Does your stove have the Photo Eye to monitor the exhaust gas temperature?  See if this page helps:  http://www.hearthtools.com/parts/lowlimit.htm


----------



## MarkF48 (Feb 3, 2014)

I get vintage camera manuals from this guy and after Googling Whitfield it turns out he has some info on Whitfield pellet stoves. I haven't looked at it yet, but I believe there might be a diagram of the control that may be some help in troubleshooting

Maybe you already have this....
http://www.butkus.org/whitfield_pellet_stove.htm

Does the control or other parts of stove have any odor of burnt electronics?


----------



## mechelement (Feb 3, 2014)

MarkF48 said:


> I get vintage camera manuals from this guy and after Googling Whitfield it turns out he has some info on Whitfield pellet stoves. I haven't looked at it yet, but I believe there might be a diagram of the control that may be some help in troubleshooting
> 
> Maybe you already have this....
> http://www.butkus.org/whitfield_pellet_stove.htm
> ...



I've read that page, but may have missed an igniter replacement writeup. 

Not that I could tell. When the GFCI kept tripping, I'd have a fire without any fan, so there was black soot accumulation on the tubes inside the stove. When I hard wired the plug and thought it was fixed, I could smell an almost rubber smell coming out of the tubes where hot air comes out, but assumed it had something to do with the soot. 

It's going to fall to single digits here within the next day or so. I don't want to run the heat pump and will more than likely manually light the stove. Perhaps this evening. 

Everything else seems to function properly - auger and fuel feed, blower fan, combustion air, startup (sans ignition) and shutdown. 

I do know that I cannot adjust the fuel feed and combustion air from the control board per the owners manual instructions.


----------



## ZBrooks (Feb 3, 2014)

Sounds like it is your igniter to me.  When my Traeger BBQ igniter is bad, it will trip the GFCI.

Did you see this diagram in the link I posted last night?


----------



## mechelement (Feb 3, 2014)

ZBrooks said:


> Sounds like it is your igniter to me.  When my Traeger BBQ igniter is bad, it will trip the GFCI.
> 
> Did you see this diagram in the link I posted last night?



I did, thank you. Is this electrical test performed with the stove off or running? The igniter appears to be under or behind a hopper of sheet metal. I will have to pull the stove from its pipe to work on it.

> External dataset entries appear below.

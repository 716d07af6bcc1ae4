//! Surgery models.

use chrono::NaiveDate;
use serde::{Deserialize, Serialize};
use std::fmt;

use super::{null_as_default, RecordId};

/// Surgery lifecycle status.
///
/// Transition rules live on the backend; the client only displays and
/// requests changes.
#[derive(Debug, Clone, PartialEq, Eq, Hash, Serialize, Deserialize)]
#[serde(from = "String", into = "String")]
pub enum SurgeryStatus {
    Scheduled,
    InProgress,
    Completed,
    Cancelled,
    Postponed,
    /// A status string this client does not know about
    Other(String),
}

impl SurgeryStatus {
    /// Every status the status-update form offers.
    pub const SELECTABLE: [SurgeryStatus; 5] = [
        SurgeryStatus::Scheduled,
        SurgeryStatus::InProgress,
        SurgeryStatus::Completed,
        SurgeryStatus::Cancelled,
        SurgeryStatus::Postponed,
    ];

    /// Wire representation.
    pub fn as_str(&self) -> &str {
        match self {
            SurgeryStatus::Scheduled => "scheduled",
            SurgeryStatus::InProgress => "in_progress",
            SurgeryStatus::Completed => "completed",
            SurgeryStatus::Cancelled => "cancelled",
            SurgeryStatus::Postponed => "postponed",
            SurgeryStatus::Other(s) => s,
        }
    }

    /// Completed and cancelled surgeries never count as upcoming.
    pub fn is_closed(&self) -> bool {
        matches!(self, SurgeryStatus::Completed | SurgeryStatus::Cancelled)
    }
}

impl From<String> for SurgeryStatus {
    fn from(s: String) -> Self {
        match s.as_str() {
            "scheduled" => SurgeryStatus::Scheduled,
            "in_progress" => SurgeryStatus::InProgress,
            "completed" => SurgeryStatus::Completed,
            "cancelled" => SurgeryStatus::Cancelled,
            "postponed" => SurgeryStatus::Postponed,
            _ => SurgeryStatus::Other(s),
        }
    }
}

impl From<&str> for SurgeryStatus {
    fn from(s: &str) -> Self {
        SurgeryStatus::from(s.to_string())
    }
}

impl From<SurgeryStatus> for String {
    fn from(status: SurgeryStatus) -> Self {
        match status {
            SurgeryStatus::Other(s) => s,
            known => known.as_str().to_string(),
        }
    }
}

impl fmt::Display for SurgeryStatus {
    fn fmt(&self, f: &mut fmt::Formatter<'_>) -> fmt::Result {
        f.write_str(self.as_str())
    }
}

/// A supply consumed by a surgery.
#[derive(Debug, Clone, Serialize, Deserialize, PartialEq)]
pub struct SurgerySupply {
    #[serde(default)]
    pub id: Option<RecordId>,
    #[serde(default, deserialize_with = "null_as_default")]
    pub name: String,
    pub quantity: i64,
    #[serde(default)]
    pub unit: Option<String>,
}

/// A surgery as returned by `/api/surgeries`.
#[derive(Debug, Clone, Serialize, Deserialize, PartialEq)]
pub struct Surgery {
    pub id: RecordId,
    #[serde(default)]
    pub patient_id: Option<RecordId>,
    #[serde(default, deserialize_with = "null_as_default")]
    pub patient_name: String,
    #[serde(default)]
    pub doctor_id: Option<RecordId>,
    #[serde(default, deserialize_with = "null_as_default")]
    pub doctor_name: String,
    #[serde(default)]
    pub operating_room_id: Option<RecordId>,
    #[serde(default)]
    pub operating_room_name: Option<String>,
    pub surgery_type: String,
    /// Scheduled day (ISO date, possibly with a time suffix)
    pub scheduled_date: String,
    #[serde(default, deserialize_with = "null_as_default")]
    pub start_time: String,
    #[serde(default, deserialize_with = "null_as_default")]
    pub end_time: String,
    pub status: SurgeryStatus,
    #[serde(default)]
    pub notes: Option<String>,
    #[serde(default, deserialize_with = "null_as_default")]
    pub supplies: Vec<SurgerySupply>,
}

impl Surgery {
    /// Parse the scheduled day, ignoring any time component.
    pub fn scheduled_day(&self) -> Option<NaiveDate> {
        crate::format::parse_day(&self.scheduled_date)
    }

    /// Scheduled today or later and not completed/cancelled.
    ///
    /// An unparseable date is never upcoming.
    pub fn is_upcoming(&self, today: NaiveDate) -> bool {
        !self.status.is_closed() && self.scheduled_day().is_some_and(|day| day >= today)
    }

    /// "09:00 - 11:30"
    pub fn time_window(&self) -> String {
        format!("{} - {}", self.start_time, self.end_time)
    }
}

/// One requested supply line in a surgery booking.
#[derive(Debug, Clone, Serialize, Deserialize, PartialEq)]
pub struct SupplyRequest {
    pub id: RecordId,
    #[serde(skip_serializing_if = "Option::is_none", default)]
    pub name: Option<String>,
    pub quantity: u32,
}

/// Body of `POST /api/surgeries`.
#[derive(Debug, Clone, Serialize, Deserialize, PartialEq)]
pub struct NewSurgery {
    pub patient_id: RecordId,
    pub doctor_id: RecordId,
    pub operating_room_id: RecordId,
    pub surgery_type: String,
    pub scheduled_date: String,
    pub start_time: String,
    pub end_time: String,
    pub notes: Option<String>,
    pub supplies_needed: Vec<SupplyRequest>,
}

/// Body of `PUT /api/surgeries/{id}/status`.
#[derive(Debug, Clone, Serialize, Deserialize, PartialEq)]
pub struct StatusUpdate {
    pub status: SurgeryStatus,
    pub notes: Option<String>,
}

#[cfg(test)]
mod tests {
    use super::*;

    fn surgery(status: &str, date: &str) -> Surgery {
        serde_json::from_value(serde_json::json!({
            "id": 1,
            "patient_name": "Jane Doe",
            "doctor_name": "House",
            "surgery_type": "Appendectomy",
            "scheduled_date": date,
            "start_time": "09:00",
            "end_time": "10:00",
            "status": status,
        }))
        .unwrap()
    }

    #[test]
    fn test_status_round_trips_unknown_values() {
        let status: SurgeryStatus = serde_json::from_str("\"on_hold\"").unwrap();
        assert_eq!(status, SurgeryStatus::Other("on_hold".into()));
        assert_eq!(serde_json::to_string(&status).unwrap(), "\"on_hold\"");
        assert_eq!(
            serde_json::to_string(&SurgeryStatus::InProgress).unwrap(),
            "\"in_progress\""
        );
    }

    #[test]
    fn test_is_upcoming() {
        let today = NaiveDate::from_ymd_opt(2026, 3, 10).unwrap();
        assert!(surgery("scheduled", "2026-03-10").is_upcoming(today));
        assert!(surgery("postponed", "2026-03-11T00:00:00").is_upcoming(today));
        assert!(!surgery("scheduled", "2026-03-09").is_upcoming(today));
        assert!(!surgery("completed", "2026-04-01").is_upcoming(today));
        assert!(!surgery("cancelled", "2026-04-01").is_upcoming(today));
        assert!(!surgery("scheduled", "soon").is_upcoming(today));
    }

    #[test]
    fn test_null_display_fields_decode_as_empty() {
        let surgery: Surgery = serde_json::from_value(serde_json::json!({
            "id": 4,
            "patient_name": "Jane Doe",
            "doctor_name": null,
            "surgery_type": "Appendectomy",
            "scheduled_date": "2026-03-10",
            "start_time": null,
            "end_time": "10:00",
            "status": "scheduled",
            "supplies": null,
        }))
        .unwrap();
        assert_eq!(surgery.doctor_name, "");
        assert_eq!(surgery.start_time, "");
        assert!(surgery.supplies.is_empty());
    }

    #[test]
    fn test_supply_request_omits_unknown_name() {
        let line = SupplyRequest { id: 3, name: None, quantity: 2 };
        let json = serde_json::to_value(&line).unwrap();
        assert!(json.get("name").is_none());
        assert_eq!(json["quantity"], 2);
    }
}
//! Form field collection and payload building.
//!
//! The host submits each form as ordered `(name, value)` pairs. Parsing
//! enforces the required fields and turns empty optional fields into `None`
//! so payloads carry `null` rather than `""`.

mod patient;
mod restock;
mod surgery;

pub use patient::*;
pub use restock::*;
pub use surgery::*;

use std::str::FromStr;

use thiserror::Error;

use crate::models::RecordId;

/// Validation failures caught before any request is sent.
#[derive(Error, Debug, Clone, PartialEq)]
pub enum FormError {
    #[error("Please fill in the {0} field")]
    Missing(&'static str),

    #[error("{field} must be a number, got '{value}'")]
    InvalidNumber { field: &'static str, value: String },

    #[error("{0} must be at least 1")]
    NotPositive(&'static str),

    #[error("Unknown form: {0}")]
    UnknownForm(String),

    #[error("No record selected for this form")]
    NoTarget,
}

pub type FormResult<T> = Result<T, FormError>;

/// The forms the dashboard submits.
#[derive(Debug, Clone, Copy, PartialEq, Eq, Hash)]
pub enum FormId {
    AddPatient,
    ScheduleSurgery,
    UpdateStatus,
    RestockSupply,
}

impl FormId {
    /// Element id in the rendered markup.
    pub fn dom_id(&self) -> &'static str {
        match self {
            FormId::AddPatient => "addPatientForm",
            FormId::ScheduleSurgery => "scheduleSurgeryForm",
            FormId::UpdateStatus => "updateStatusForm",
            FormId::RestockSupply => "restockSupplyForm",
        }
    }
}

impl FromStr for FormId {
    type Err = FormError;

    fn from_str(s: &str) -> Result<Self, Self::Err> {
        [
            FormId::AddPatient,
            FormId::ScheduleSurgery,
            FormId::UpdateStatus,
            FormId::RestockSupply,
        ]
        .into_iter()
        .find(|f| f.dom_id() == s)
        .ok_or_else(|| FormError::UnknownForm(s.to_string()))
    }
}

/// Submitted field values, in document order.
#[derive(Debug, Clone, Default, PartialEq)]
pub struct FormData {
    fields: Vec<(String, String)>,
}

impl FormData {
    pub fn new() -> Self {
        Self::default()
    }

    pub fn from_pairs<I, K, V>(pairs: I) -> Self
    where
        I: IntoIterator<Item = (K, V)>,
        K: Into<String>,
        V: Into<String>,
    {
        Self {
            fields: pairs
                .into_iter()
                .map(|(k, v)| (k.into(), v.into()))
                .collect(),
        }
    }

    /// Builder-style append.
    pub fn with(mut self, name: impl Into<String>, value: impl Into<String>) -> Self {
        self.fields.push((name.into(), value.into()));
        self
    }

    /// First value for `name`, trimmed.
    pub fn value(&self, name: &str) -> Option<&str> {
        self.fields
            .iter()
            .find(|(k, _)| k == name)
            .map(|(_, v)| v.trim())
    }

    /// Every value for a repeated field, trimmed, in order.
    pub fn all(&self, name: &str) -> Vec<&str> {
        self.fields
            .iter()
            .filter(|(k, _)| k == name)
            .map(|(_, v)| v.trim())
            .collect()
    }

    /// Non-empty value or `Missing(label)`.
    pub fn required(&self, name: &str, label: &'static str) -> FormResult<String> {
        self.optional(name).ok_or(FormError::Missing(label))
    }

    /// Value, with empty normalised to `None`.
    pub fn optional(&self, name: &str) -> Option<String> {
        self.value(name)
            .filter(|v| !v.is_empty())
            .map(str::to_string)
    }

    /// Required record reference (a select holding an id).
    pub fn required_id(&self, name: &str, label: &'static str) -> FormResult<RecordId> {
        let raw = self.required(name, label)?;
        parse_id(&raw, label)
    }

    /// Required positive integer.
    pub fn required_positive(&self, name: &str, label: &'static str) -> FormResult<u32> {
        let raw = self.required(name, label)?;
        parse_positive(&raw, label)
    }
}

pub(crate) fn parse_id(raw: &str, label: &'static str) -> FormResult<RecordId> {
    raw.parse().map_err(|_| FormError::InvalidNumber {
        field: label,
        value: raw.to_string(),
    })
}

pub(crate) fn parse_positive(raw: &str, label: &'static str) -> FormResult<u32> {
    let n: i64 = raw.parse().map_err(|_| FormError::InvalidNumber {
        field: label,
        value: raw.to_string(),
    })?;
    if n < 1 {
        return Err(FormError::NotPositive(label));
    }
    u32::try_from(n).map_err(|_| FormError::InvalidNumber {
        field: label,
        value: raw.to_string(),
    })
}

I really don't want to do this until I have the new igniter and fuse because it appears as though fans may need to be removed. 

I found an igniter/fuse/no-seize combo here: http://woodheatstoves.com/whitfield-igniter-element-pellet-stove-ignitor-p-320.html?cPath=499_502

Looks like the kit to buy.


----------



## mechelement (Sep 28, 2014)

BTT. I bought the aforementioned igniter, pulled the stove, removed the old igniter and fuse. The old fuse was toast. Is it safe to assume the fuse pops when the igniter goes bad? I'm going to install the new igniter and fuse now.

I had to pull a blower motor to get access to the igniter. Since I have it out, I plan on cleaning it all out. not sure it'll really make a difference, but it is dirty. Should I blast compressed air through it to clean the fins? It says these motors don't need to be oiled because they're sealed.


----------



## heat seeker (Sep 28, 2014)

I blow air through the motor itself, too, to get dust off of the windings and internal fan. The first time I did it on my used stove, I was astounded at the amount of dust that blew out. I do it annually now, and some dust comes out, and the motor is clean and running cooler now.


----------



## mechelement (Sep 28, 2014)

That fiberglass gasket on the blower motor didn't survive. So I had to order one. Now I can't even fire it up to see if it works properly. 

I uninstalled both morors and air hosed them out, including inside the motor hoisin as well. An insane amount of crap flew out.


----------



## heat seeker (Sep 28, 2014)

Well then, I guess we won't be hearing from you that your motors stop and start by themselves, as they overheat then cool off. That's a good thing!


----------



## pastera (Sep 28, 2014)

When blowing out motors, make certain to lock the rotor. The fans can easily over speed from the compressed air.


----------